* _Assignment_
Pick out the lines below that contain the string "RawSettings" and copy them all.

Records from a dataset
--
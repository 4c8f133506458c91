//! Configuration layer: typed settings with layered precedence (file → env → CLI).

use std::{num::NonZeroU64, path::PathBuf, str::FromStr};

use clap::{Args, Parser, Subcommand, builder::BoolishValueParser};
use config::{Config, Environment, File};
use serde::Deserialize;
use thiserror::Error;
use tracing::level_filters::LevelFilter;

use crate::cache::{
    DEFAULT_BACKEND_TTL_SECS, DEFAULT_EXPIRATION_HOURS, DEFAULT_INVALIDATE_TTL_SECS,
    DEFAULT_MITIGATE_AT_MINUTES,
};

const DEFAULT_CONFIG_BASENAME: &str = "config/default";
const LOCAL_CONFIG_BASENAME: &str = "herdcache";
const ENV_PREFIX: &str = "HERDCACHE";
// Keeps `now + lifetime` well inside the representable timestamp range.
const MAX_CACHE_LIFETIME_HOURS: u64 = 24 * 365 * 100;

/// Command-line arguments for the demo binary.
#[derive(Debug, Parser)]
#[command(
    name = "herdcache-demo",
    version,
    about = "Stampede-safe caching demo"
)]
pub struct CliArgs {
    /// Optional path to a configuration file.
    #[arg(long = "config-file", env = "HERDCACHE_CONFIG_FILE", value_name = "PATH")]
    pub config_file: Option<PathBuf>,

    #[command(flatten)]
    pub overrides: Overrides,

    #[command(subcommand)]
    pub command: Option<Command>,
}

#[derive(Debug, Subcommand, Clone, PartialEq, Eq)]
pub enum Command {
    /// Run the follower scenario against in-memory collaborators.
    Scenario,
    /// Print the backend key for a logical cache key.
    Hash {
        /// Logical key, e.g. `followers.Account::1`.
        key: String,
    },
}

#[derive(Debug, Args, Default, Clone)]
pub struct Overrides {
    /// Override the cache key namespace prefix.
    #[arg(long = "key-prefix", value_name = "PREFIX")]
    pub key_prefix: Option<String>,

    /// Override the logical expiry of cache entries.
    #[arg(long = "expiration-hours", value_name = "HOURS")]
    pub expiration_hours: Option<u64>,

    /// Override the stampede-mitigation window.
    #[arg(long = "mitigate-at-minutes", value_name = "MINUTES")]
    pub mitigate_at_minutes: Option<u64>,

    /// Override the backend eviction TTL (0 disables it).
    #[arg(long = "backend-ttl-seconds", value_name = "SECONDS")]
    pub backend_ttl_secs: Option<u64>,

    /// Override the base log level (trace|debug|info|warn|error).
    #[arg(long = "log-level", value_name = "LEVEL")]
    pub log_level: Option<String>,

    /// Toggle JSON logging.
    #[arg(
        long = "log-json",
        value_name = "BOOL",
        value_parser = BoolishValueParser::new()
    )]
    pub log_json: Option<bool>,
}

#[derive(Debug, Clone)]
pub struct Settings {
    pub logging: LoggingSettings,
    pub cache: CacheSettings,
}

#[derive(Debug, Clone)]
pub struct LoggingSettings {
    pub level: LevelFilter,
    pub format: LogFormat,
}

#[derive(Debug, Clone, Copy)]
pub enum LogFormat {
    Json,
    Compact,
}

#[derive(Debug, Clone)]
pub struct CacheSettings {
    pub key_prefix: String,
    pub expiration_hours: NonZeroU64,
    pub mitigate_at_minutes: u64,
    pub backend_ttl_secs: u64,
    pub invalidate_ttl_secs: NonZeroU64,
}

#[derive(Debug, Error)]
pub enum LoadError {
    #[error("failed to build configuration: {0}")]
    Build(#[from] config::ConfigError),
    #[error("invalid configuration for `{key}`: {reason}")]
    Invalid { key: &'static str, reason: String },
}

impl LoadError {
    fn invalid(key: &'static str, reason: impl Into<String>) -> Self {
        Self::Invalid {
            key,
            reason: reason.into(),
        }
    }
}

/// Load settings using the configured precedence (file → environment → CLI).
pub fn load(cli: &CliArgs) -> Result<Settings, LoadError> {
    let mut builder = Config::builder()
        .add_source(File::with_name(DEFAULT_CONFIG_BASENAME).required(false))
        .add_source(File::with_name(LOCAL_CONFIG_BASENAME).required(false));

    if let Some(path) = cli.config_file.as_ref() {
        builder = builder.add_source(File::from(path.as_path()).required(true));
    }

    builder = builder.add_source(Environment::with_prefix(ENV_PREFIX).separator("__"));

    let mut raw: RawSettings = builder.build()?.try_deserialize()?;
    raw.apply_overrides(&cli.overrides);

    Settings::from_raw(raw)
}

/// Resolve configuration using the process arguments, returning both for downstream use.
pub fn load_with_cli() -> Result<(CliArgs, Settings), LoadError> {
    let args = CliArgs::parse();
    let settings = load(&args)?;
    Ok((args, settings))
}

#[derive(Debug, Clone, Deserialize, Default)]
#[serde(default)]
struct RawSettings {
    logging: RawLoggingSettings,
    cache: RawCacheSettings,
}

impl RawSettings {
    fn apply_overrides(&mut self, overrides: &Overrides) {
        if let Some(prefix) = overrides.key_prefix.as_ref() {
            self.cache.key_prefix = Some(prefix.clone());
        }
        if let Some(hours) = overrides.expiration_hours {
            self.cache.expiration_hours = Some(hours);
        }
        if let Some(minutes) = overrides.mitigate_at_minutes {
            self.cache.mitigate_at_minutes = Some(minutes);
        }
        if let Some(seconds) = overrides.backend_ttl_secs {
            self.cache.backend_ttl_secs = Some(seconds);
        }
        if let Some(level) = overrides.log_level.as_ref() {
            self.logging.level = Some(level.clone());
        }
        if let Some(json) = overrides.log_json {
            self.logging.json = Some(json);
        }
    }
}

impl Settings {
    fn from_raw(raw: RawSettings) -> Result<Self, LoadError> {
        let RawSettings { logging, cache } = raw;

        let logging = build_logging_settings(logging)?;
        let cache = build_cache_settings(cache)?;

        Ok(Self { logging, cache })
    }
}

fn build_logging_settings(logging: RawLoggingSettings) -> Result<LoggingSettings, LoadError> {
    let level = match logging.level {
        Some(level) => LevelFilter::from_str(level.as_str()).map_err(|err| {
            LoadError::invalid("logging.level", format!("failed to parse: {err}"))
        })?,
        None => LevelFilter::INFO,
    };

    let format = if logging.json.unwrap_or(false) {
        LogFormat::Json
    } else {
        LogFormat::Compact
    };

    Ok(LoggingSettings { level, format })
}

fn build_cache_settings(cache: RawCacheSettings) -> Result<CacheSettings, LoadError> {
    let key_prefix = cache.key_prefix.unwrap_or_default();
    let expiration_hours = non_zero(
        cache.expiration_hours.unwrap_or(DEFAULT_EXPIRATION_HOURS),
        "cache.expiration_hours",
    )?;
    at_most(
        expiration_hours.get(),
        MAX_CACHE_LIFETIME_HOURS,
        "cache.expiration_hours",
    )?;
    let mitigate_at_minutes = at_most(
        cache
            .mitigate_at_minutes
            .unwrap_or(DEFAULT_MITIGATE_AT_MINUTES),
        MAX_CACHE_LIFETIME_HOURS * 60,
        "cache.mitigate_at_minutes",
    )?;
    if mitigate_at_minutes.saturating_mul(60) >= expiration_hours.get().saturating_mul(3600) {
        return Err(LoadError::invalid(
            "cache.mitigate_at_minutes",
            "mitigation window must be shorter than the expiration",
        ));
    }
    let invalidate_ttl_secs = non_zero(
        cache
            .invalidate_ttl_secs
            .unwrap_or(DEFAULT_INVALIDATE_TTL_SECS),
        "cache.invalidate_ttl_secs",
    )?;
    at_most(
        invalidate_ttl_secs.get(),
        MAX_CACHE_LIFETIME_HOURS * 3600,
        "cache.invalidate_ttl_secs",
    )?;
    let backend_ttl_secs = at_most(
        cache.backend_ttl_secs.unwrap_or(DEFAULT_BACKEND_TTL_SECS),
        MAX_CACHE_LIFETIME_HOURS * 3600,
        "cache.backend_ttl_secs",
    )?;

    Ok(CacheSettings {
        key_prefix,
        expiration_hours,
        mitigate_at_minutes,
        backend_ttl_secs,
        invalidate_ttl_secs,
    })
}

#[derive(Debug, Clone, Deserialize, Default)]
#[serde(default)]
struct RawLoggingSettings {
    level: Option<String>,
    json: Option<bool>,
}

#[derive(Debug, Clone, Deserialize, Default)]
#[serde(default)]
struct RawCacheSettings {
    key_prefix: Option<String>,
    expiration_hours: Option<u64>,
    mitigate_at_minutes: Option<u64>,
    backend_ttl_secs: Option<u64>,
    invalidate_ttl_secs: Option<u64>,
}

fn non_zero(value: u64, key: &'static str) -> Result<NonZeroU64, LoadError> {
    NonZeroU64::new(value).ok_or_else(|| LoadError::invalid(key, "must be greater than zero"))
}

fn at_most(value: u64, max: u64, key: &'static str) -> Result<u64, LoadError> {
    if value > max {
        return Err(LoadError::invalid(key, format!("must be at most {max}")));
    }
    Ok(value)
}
--
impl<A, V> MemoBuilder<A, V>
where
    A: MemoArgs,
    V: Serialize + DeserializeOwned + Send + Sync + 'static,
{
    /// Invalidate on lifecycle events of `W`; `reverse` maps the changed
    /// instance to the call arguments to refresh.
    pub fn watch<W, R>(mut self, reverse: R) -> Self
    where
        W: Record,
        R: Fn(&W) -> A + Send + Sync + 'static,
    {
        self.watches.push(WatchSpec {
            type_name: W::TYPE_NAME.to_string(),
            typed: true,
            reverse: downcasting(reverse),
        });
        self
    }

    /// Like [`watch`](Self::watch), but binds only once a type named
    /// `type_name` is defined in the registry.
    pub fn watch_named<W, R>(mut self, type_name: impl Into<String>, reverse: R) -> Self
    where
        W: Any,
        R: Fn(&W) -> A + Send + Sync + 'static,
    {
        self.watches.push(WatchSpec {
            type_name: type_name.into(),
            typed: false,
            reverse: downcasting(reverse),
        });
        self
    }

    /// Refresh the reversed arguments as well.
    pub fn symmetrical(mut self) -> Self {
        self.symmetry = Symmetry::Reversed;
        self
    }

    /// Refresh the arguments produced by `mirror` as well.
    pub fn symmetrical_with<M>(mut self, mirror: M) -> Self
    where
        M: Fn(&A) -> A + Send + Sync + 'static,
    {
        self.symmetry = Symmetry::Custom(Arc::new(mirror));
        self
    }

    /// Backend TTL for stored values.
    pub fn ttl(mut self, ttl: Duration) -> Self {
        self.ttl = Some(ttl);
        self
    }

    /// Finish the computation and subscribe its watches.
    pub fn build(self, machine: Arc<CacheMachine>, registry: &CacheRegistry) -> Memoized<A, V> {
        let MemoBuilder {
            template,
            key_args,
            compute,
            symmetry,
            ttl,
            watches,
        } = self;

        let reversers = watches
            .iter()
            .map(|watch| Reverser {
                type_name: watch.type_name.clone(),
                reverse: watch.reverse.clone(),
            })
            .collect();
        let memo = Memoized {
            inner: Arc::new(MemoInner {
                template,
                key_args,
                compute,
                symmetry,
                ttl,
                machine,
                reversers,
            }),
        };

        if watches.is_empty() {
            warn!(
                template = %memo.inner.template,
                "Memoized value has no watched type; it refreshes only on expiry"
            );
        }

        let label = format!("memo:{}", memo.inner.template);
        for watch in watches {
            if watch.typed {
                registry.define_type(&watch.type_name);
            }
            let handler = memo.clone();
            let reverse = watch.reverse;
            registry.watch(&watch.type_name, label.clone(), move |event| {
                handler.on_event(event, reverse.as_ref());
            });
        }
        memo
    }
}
--
* _Response area_
    let mut raw: RawSettings = builder.build()?.try_deserialize()?;
struct RawSettings {
impl RawSettings {
    fn from_raw(raw: RawSettings) -> Result<Self, LoadError> {
        let RawSettings { logging, cache } = raw;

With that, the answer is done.